At their best, internal hackathons provide a necessary patch to systemic problems. But their usual structure limits their potential.

What hackathons do best and why

The most valuable output of a hackathon is often a self-contained tool, the solution to a long-lived bug, the testing of a new system, etc. What they have in common is that they are

  • useful things...

  • that developers knew are useful...

  • but couldn't be fit in "non-hackathon time..."

  • because they weren't deemed urgent or valuable enough by managers.

"Hackathon regret" is a very rare phenomenon: a good hackathon generates good outcomes. But it generates good outcomes that should have already been generated as part of day-to-day operations. They are best seen — at their best — as a temporary flicker of authority that allows developers to minimally compensate for management blind spots.

What hackathons don't do and why

Hackathons rarely lead to useful innovation. This is, as they say, an unpopular opinion. Let me justify it along two dimensions: direction and reach.

  • Direction: Left to their own devices developers will create tools or fix problems relevant to developer productivity and well-being. Which is good! As I wrote above, those are issues that are often deprioritized due to lack of visibility, not importance. But these tools and fixes are almost never competitive innovations. Very few development teams have such a good environment that, given time to work on what they choose, can afford to aim for the sky. And even if they did, developer productivity is not the competitive bottleneck for most companies.

  • Reach: A team can develop quite an impressive MVP during the span of a hackathon but — and this is key — you cannot develop a minimally viable version of every innovative idea. There are novel ideas that simply require a lot of work even to get to the barest demo because they depend on concepts and techniques that don't yet have the sort of tools and libraries that make familiar MVPs so easy to build.

In short: the outcome of a hackathon will rarely be very original (the very original always has at least some strange component that has to be built the slow way) and it's far more likely to solve a developer problem that should have been already solved rather than offer a fresh idea for a competitive constraint.
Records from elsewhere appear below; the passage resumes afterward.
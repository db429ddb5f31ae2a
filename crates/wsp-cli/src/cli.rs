//! CLI argument definitions using clap.

use std::path::PathBuf;

use clap::{ArgAction, Args, Parser, Subcommand, ValueEnum};

/// Output format for history
#[derive(Debug, Clone, Copy, Default, PartialEq, Eq, ValueEnum)]
pub enum OutputFormat {
    #[default]
    Text,
    Json,
    Csv,
    /// EasyWeather-compatible comma-separated lines
    Easyweather,
}

impl OutputFormat {
    /// Parse a format name as stored in the config file.
    pub fn from_name(name: &str) -> Option<Self> {
        <Self as ValueEnum>::from_str(name, true).ok()
    }
}

/// Visual styling mode for output
#[derive(Debug, Clone, Copy, Default, PartialEq, Eq, ValueEnum)]
pub enum StyleMode {
    /// Standard styling with colors
    Minimal,
    /// Rounded tables and full formatting (default)
    #[default]
    Rich,
    /// Plain text with no decorations (for scripting)
    Plain,
}

/// Reusable memory source arguments
#[derive(Debug, Clone, Args)]
pub struct SourceArgs {
    /// Memory dump to read, or use WSP_INFILE env var
    #[arg(long, global = true, env = "WSP_INFILE")]
    pub infile: Option<PathBuf>,

    /// Station altitude in meters, for relative pressure
    #[arg(short = 'A', long, global = true, allow_negative_numbers = true)]
    pub altitude: Option<f32>,
}

#[derive(Parser)]
#[command(name = "wsp")]
#[command(author, version, about = "Weather station poller for Fineoffset USB weather stations", long_about = None)]
pub struct Cli {
    /// Increase log verbosity (-v debug, -vv trace)
    #[arg(short, long, global = true, action = ArgAction::Count)]
    pub verbose: u8,

    /// Suppress non-essential output
    #[arg(short, long, global = true)]
    pub quiet: bool,

    /// Disable colored output
    #[arg(long, global = true, env = "NO_COLOR")]
    pub no_color: bool,

    /// Visual styling mode (minimal, rich, plain)
    #[arg(long, global = true, value_enum, default_value = "rich", env = "WSP_STYLE")]
    pub style: StyleMode,

    /// Write output to file instead of stdout
    #[arg(short, long, global = true)]
    pub output: Option<PathBuf>,

    #[command(flatten)]
    pub source: SourceArgs,

    #[command(subcommand)]
    pub command: Option<Commands>,
}

#[derive(Subcommand)]
pub enum Commands {
    /// Show indoor and outdoor values of the newest record (default)
    Summary,

    /// Show settings block status: read period, data count, clock
    Status,

    /// Show unit and display settings
    Settings,

    /// Show alarm thresholds and whether each alarm is enabled
    Alarms,

    /// Show recorded extremes with their dates
    Maxmin,

    /// Print history records
    History(HistoryArgs),

    /// List the directives accepted by `history --template`
    FormatList,

    /// Write the full memory image to a file
    Dump {
        /// Destination file
        path: PathBuf,

        /// Overwrite an existing file without asking
        #[arg(short, long)]
        force: bool,
    },

    /// Manage configuration
    Config {
        #[command(subcommand)]
        action: ConfigAction,
    },

    /// Generate shell completions
    Completions {
        /// Shell to generate completions for
        #[arg(value_enum)]
        shell: clap_complete::Shell,
    },
}

/// Arguments for the history command.
#[derive(Debug, Clone, Args)]
pub struct HistoryArgs {
    /// Number of newest records to print, 0 for all
    #[arg(short, long, default_value = "1", conflicts_with = "all")]
    pub count: u16,

    /// Print every stored record
    #[arg(short, long)]
    pub all: bool,

    /// Output format
    #[arg(short, long, value_enum)]
    pub format: Option<OutputFormat>,

    /// Render each record with a %-directive template (see `format-list`)
    #[arg(short, long, conflicts_with = "format")]
    pub template: Option<String>,

    /// Estimate rain windows from the read period instead of loaded records
    #[arg(long)]
    pub quick_rain: bool,

    /// Omit header row in CSV output (useful for appending)
    #[arg(long)]
    pub no_header: bool,

    /// Output compact JSON (no pretty-printing)
    #[arg(long)]
    pub compact: bool,
}

/// Configuration keys
#[derive(Debug, Clone, Copy, PartialEq, Eq, ValueEnum)]
pub enum ConfigKey {
    /// Default memory dump
    Infile,
    /// Station altitude in meters
    Altitude,
    /// Use quick rain estimates by default
    QuickRain,
    /// Default history output format
    Format,
    /// Disable colored output
    NoColor,
}

/// Configuration subcommands
#[derive(Subcommand)]
pub enum ConfigAction {
    /// Show current configuration
    Show,

    /// Get a configuration value
    Get {
        /// Configuration key
        #[arg(value_enum)]
        key: ConfigKey,
    },

    /// Set a configuration value
    Set {
        /// Configuration key
        #[arg(value_enum)]
        key: ConfigKey,
        /// Configuration value
        value: String,
    },

    /// Unset (remove) a configuration value
    Unset {
        /// Configuration key to remove
        #[arg(value_enum)]
        key: ConfigKey,
    },

    /// Show configuration file path
    Path,

    /// Initialize default configuration
    Init,
}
Putting the 'hack' back in 'hackathon'

For a hackathon to generate the sort of innovative idea organizations want requires a different mix of people, with specific attitudes and goals, acting in concert:

Begin with a Business Red Team tasked with identifying core problem(s) to work on ("unexploited opportunity open to competitors" being a type of problem as well). There are two roles for this team. By beginning the analysis from scratch it might identify issues not currently on the company's radar, and even if the issues are known this team can ensure that the hackathon is focused towards high-value problems. For this to work the Red team has to adopt the adversarial attitude of a short-seller making a case, something that isn't always psychologically easy and can often be politically risky for their careers. Setting up a Red Team able to do the job, with political cover reliable enough for them to be willing to do it is the hardest part of any hackathon. It's also the most valuable, and would justify the time spent even if there were no other output.
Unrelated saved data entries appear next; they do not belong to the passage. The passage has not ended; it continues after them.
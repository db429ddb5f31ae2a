//! Station access on top of a [`StationMemory`] transport.
//!
//! [`Station`] adds the protocol rules the raw transport knows nothing
//! about: bounded retries for every transfer, settings validation through
//! the magic number, and chunk decoding.

use std::io::Write;
use std::sync::Arc;

use tracing::{debug, info, trace, warn};

use wsp_types::layout::{
    is_chunk_address, BLOCK_SIZE, HISTORY_CHUNK_SIZE, MAGIC_NUMBER, MEMORY_SIZE,
    SETTINGS_BLOCK_SIZE,
};
use wsp_types::{StationSettings, WeatherRecord};

use crate::error::{Error, Result};
use crate::retry::{with_retry, RetryConfig};
use crate::traits::StationMemory;

/// Progress of a memory dump, in bytes.
#[derive(Debug, Clone, Copy, PartialEq, Eq, serde::Serialize, serde::Deserialize)]
pub struct DumpProgress {
    pub bytes_written: usize,
    pub total_bytes: usize,
}

/// Callback invoked after every block of a dump.
pub type DumpCallback = Arc<dyn Fn(DumpProgress) + Send + Sync>;

/// A weather station reachable through some transport.
///
/// # Example
///
/// ```
/// use wsp_core::{MockStation, Station};
///
/// let mut station = Station::new(MockStation::new());
/// let settings = station.read_settings().unwrap();
/// assert!(settings.has_valid_magic());
/// ```
#[derive(Debug)]
pub struct Station<M> {
    memory: M,
    retry: RetryConfig,
}

impl<M: StationMemory> Station<M> {
    /// Wrap a transport with the default retry policy (3 attempts).
    pub fn new(memory: M) -> Self {
        Self::with_retry(memory, RetryConfig::default())
    }

    /// Wrap a transport with a custom retry policy.
    pub fn with_retry(memory: M, retry: RetryConfig) -> Self {
        Self { memory, retry }
    }

    /// The retry policy in use.
    pub fn retry_config(&self) -> &RetryConfig {
        &self.retry
    }

    /// Borrow the transport.
    pub fn memory(&self) -> &M {
        &self.memory
    }

    /// Mutably borrow the transport.
    pub fn memory_mut(&mut self) -> &mut M {
        &mut self.memory
    }

    /// Consume the station and return the transport.
    pub fn into_inner(self) -> M {
        self.memory
    }

    /// Read 32 bytes at `address`, retrying transient failures.
    ///
    /// # Errors
    ///
    /// Returns the transport's last error once attempts are exhausted.
    pub fn read_block(&mut self, address: u16) -> Result<[u8; BLOCK_SIZE]> {
        let memory = &mut self.memory;
        let block = with_retry(&self.retry, "read_block", || memory.read_block(address))?;
        trace!("0x{:04X}: {:02X?}", address, block);
        Ok(block)
    }

    /// Read and decode the settings block.
    ///
    /// The station rewrites its memory in place, so a read can catch it
    /// mid-update. The block is accepted only once offsets 0 and 1 hold the
    /// magic number; the whole read is repeated up to the configured number
    /// of attempts.
    ///
    /// # Errors
    ///
    /// Returns [`Error::MalformedSettings`] if the magic number never
    /// matches, or the transport error if a block cannot be read.
    pub fn read_settings(&mut self) -> Result<StationSettings> {
        let attempts = self.retry.max_attempts.max(1);
        let mut found = [0u8; 2];

        for attempt in 1..=attempts {
            debug!("Reading settings block (attempt {}/{})", attempt, attempts);

            let mut raw = [0u8; SETTINGS_BLOCK_SIZE];
            for (i, chunk) in raw.chunks_exact_mut(BLOCK_SIZE).enumerate() {
                let block = self.read_block((i * BLOCK_SIZE) as u16)?;
                chunk.copy_from_slice(&block);
            }

            found = [raw[0], raw[1]];
            if found == MAGIC_NUMBER {
                let settings = StationSettings::from_bytes(&raw)?;
                debug!(
                    "Settings: read period {} min, {} records, current position 0x{:04X}",
                    settings.read_period, settings.data_count, settings.current_pos
                );
                return Ok(settings);
            }

            warn!(
                "Bad magic number {:02X} {:02X} (attempt {}/{})",
                found[0], found[1], attempt, attempts
            );
        }

        Err(Error::MalformedSettings { found, attempts })
    }

    /// Read and decode the history chunk at `address`.
    ///
    /// Only the lower 16 bytes of the 32-byte transfer are used.
    ///
    /// # Errors
    ///
    /// Returns [`Error::InvalidAddress`] if `address` is not a chunk
    /// boundary in the history ring, otherwise the transport error.
    pub fn read_record(&mut self, address: u16) -> Result<WeatherRecord> {
        if !is_chunk_address(address) {
            return Err(Error::InvalidAddress(u32::from(address)));
        }
        let block = self.read_block(address)?;
        Ok(WeatherRecord::from_bytes(&block[..HISTORY_CHUNK_SIZE])?)
    }

    /// Copy the full memory image to `writer`.
    ///
    /// Returns the number of bytes written, always [`MEMORY_SIZE`].
    ///
    /// # Errors
    ///
    /// Returns the first read or write error.
    pub fn dump<W: Write>(&mut self, mut writer: W, progress: Option<DumpCallback>) -> Result<usize> {
        info!("Dumping {} bytes of station memory", MEMORY_SIZE);

        let mut written = 0;
        while written < MEMORY_SIZE {
            let block = self.read_block(written as u16)?;
            let len = BLOCK_SIZE.min(MEMORY_SIZE - written);
            writer.write_all(&block[..len])?;
            written += len;

            if let Some(cb) = &progress {
                cb(DumpProgress {
                    bytes_written: written,
                    total_bytes: MEMORY_SIZE,
                });
            }
        }
        writer.flush()?;

        debug!("Dump complete: {} bytes", written);
        Ok(written)
    }
}

#[cfg(test)]
mod tests {
    use super::*;
    use crate::mock::{MockRecord, MockStation, MockStationBuilder};
    use std::sync::atomic::{AtomicUsize, Ordering};

    #[test]
    fn test_read_settings() {
        let mut station = Station::new(MockStationBuilder::new().read_period(5).build());
        let settings = station.read_settings().unwrap();
        assert_eq!(settings.read_period, 5);
        assert_eq!(station.memory().read_count(), 8);
    }

    #[test]
    fn test_read_settings_retries_bad_magic() {
        let mock = MockStationBuilder::new().unsettled_reads(2).build();
        let mut station = Station::new(mock);
        let settings = station.read_settings().unwrap();
        assert!(settings.has_valid_magic());
        assert_eq!(station.memory().read_count(), 24);
    }

    #[test]
    fn test_read_settings_malformed() {
        let mock = MockStationBuilder::new().magic([0x55, 0x00]).build();
        let mut station = Station::new(mock);
        let err = station.read_settings().unwrap_err();
        assert!(matches!(
            err,
            Error::MalformedSettings {
                found: [0x55, 0x00],
                attempts: 3
            }
        ));
    }

    #[test]
    fn test_read_settings_either_magic_byte_wrong() {
        let mock = MockStationBuilder::new().magic([0x00, 0xAA]).build();
        let mut station = Station::new(mock);
        assert!(station.read_settings().is_err());
    }

    #[test]
    fn test_read_block_retries_transient_failure() {
        let mut mock = MockStation::new();
        mock.set_transient_failures(0x0100, 2);
        let mut station = Station::new(mock);
        assert!(station.read_block(0x0100).is_ok());
        assert_eq!(station.memory().read_count(), 3);
    }

    #[test]
    fn test_read_block_gives_up() {
        let mut mock = MockStation::new();
        mock.fail_address(0x0100);
        let mut station = Station::new(mock);
        assert!(matches!(
            station.read_block(0x0100),
            Err(Error::ReadFailed { address: 0x0100, .. })
        ));
        assert_eq!(station.memory().read_count(), 3);
    }

    #[test]
    fn test_read_record() {
        let mock = MockStationBuilder::new()
            .record(MockRecord::default().outdoor_temp(-31))
            .build();
        let mut station = Station::new(mock);
        let record = station.read_record(0x0100).unwrap();
        assert_eq!(record.outdoor_temp, -31);
    }

    #[test]
    fn test_read_record_rejects_unaligned() {
        let mut station = Station::new(MockStation::new());
        assert!(matches!(
            station.read_record(0x0108),
            Err(Error::InvalidAddress(0x0108))
        ));
        assert!(matches!(
            station.read_record(0x0020),
            Err(Error::InvalidAddress(0x0020))
        ));
    }

    #[test]
    fn test_dump_writes_full_image() {
        let mock = MockStationBuilder::new()
            .records(MockRecord::default(), 10)
            .build();
        let expected = mock.memory().to_vec();
        let mut station = Station::new(mock);

        let calls = Arc::new(AtomicUsize::new(0));
        let seen = Arc::clone(&calls);
        let callback: DumpCallback = Arc::new(move |_| {
            seen.fetch_add(1, Ordering::Relaxed);
        });

        let mut out = Vec::new();
        let written = station.dump(&mut out, Some(callback)).unwrap();
        assert_eq!(written, MEMORY_SIZE);
        assert_eq!(out, expected);
        assert_eq!(calls.load(Ordering::Relaxed), MEMORY_SIZE / BLOCK_SIZE);
    }
}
That takes care of direction. To give the hackathon reach, the problems identified by the Red Team have to be first tackled not by developers writing an MVP but by a Sci-Fi Team coming up with potential solutions. Sci-Fi isn't Fantasy: the team has to have the right background to balance deep knowledge of the problem and an active imagination to give them a chance to come up with novel ideas that might work out. But they shouldn't be limited by the expectation of building something they can demo or even fully describe before the hackathon ends. Their job is creative ambition.

Of course, solutions that can't be built are of limited immediate value (but not zero — the idea that can't be built might inspire the thing that can). The final element of the hackathon is an Engineering Team. Their role isn't to build anything, though. Rather, their goal is to study the idea from the Sci-Fi Team to figure out whether can be built and what it would take to do it.
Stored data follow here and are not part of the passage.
//! Transport abstraction over station memory.
//!
//! This module provides the [`StationMemory`] trait that abstracts over the
//! USB device, dump files, and the mock station used in tests.

use wsp_types::layout::BLOCK_SIZE;

use crate::error::{Error, Result};

/// Block-level access to a station's 64 KiB memory.
///
/// Reads are always 32 bytes. Addresses above `HISTORY_END - 32` return
/// the bytes that exist followed by zeros. Writes are optional; read-only
/// transports keep the default implementations, which fail with
/// [`Error::Unsupported`].
///
/// # Example
///
/// ```
/// use wsp_core::{MockStation, StationMemory, Result};
///
/// fn magic<M: StationMemory>(memory: &mut M) -> Result<[u8; 2]> {
///     let block = memory.read_block(0)?;
///     Ok([block[0], block[1]])
/// }
///
/// let mut station = MockStation::new();
/// assert_eq!(magic(&mut station).unwrap(), [0x55, 0xAA]);
/// ```
pub trait StationMemory {
    /// Read the 32 bytes starting at `address`.
    fn read_block(&mut self, address: u16) -> Result<[u8; BLOCK_SIZE]>;

    /// Write a single byte.
    fn write_byte(&mut self, address: u16, value: u8) -> Result<()> {
        let _ = (address, value);
        Err(Error::unsupported("write_byte on a read-only transport"))
    }

    /// Write the 32 bytes starting at `address`.
    fn write_block(&mut self, address: u16, data: &[u8; BLOCK_SIZE]) -> Result<()> {
        let _ = (address, data);
        Err(Error::unsupported("write_block on a read-only transport"))
    }
}

impl<T: StationMemory + ?Sized> StationMemory for &mut T {
    fn read_block(&mut self, address: u16) -> Result<[u8; BLOCK_SIZE]> {
        (**self).read_block(address)
    }

    fn write_byte(&mut self, address: u16, value: u8) -> Result<()> {
        (**self).write_byte(address, value)
    }

    fn write_block(&mut self, address: u16, data: &[u8; BLOCK_SIZE]) -> Result<()> {
        (**self).write_block(address, data)
    }
}

impl<T: StationMemory + ?Sized> StationMemory for Box<T> {
    fn read_block(&mut self, address: u16) -> Result<[u8; BLOCK_SIZE]> {
        (**self).read_block(address)
    }

    fn write_byte(&mut self, address: u16, value: u8) -> Result<()> {
        (**self).write_byte(address, value)
    }

    fn write_block(&mut self, address: u16, data: &[u8; BLOCK_SIZE]) -> Result<()> {
        (**self).write_block(address, data)
    }
}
These three teams do not need to be entirely different sets of people: in a pinch, or as an experiment, you can even try doing all three things yourself. What matters is the need for different attitudes and skillsets at different points of the process. A cold eye for vulnerabilities to identify the problems that matter. A combination of imagination and knowledge to come up with original solutions. Expert pragmatism to judge their feasibility. It's almost impossible to do all of this at once - doubly so to do it well. Under time and resource constraints people will focus on the problems they already know and come up with relatively conservative solutions because they are also thinking, consciously or unconsciously, about how they'd implement them.

Coming up with innovative solutions to important problems is far from easy and never certain. By structuring a hackathon in a way that reflects this complexity and putting in play the very different skillsets and approaches necessary along the way, organizations can improve the odds of the kinds of outcome that hackathons are meant for.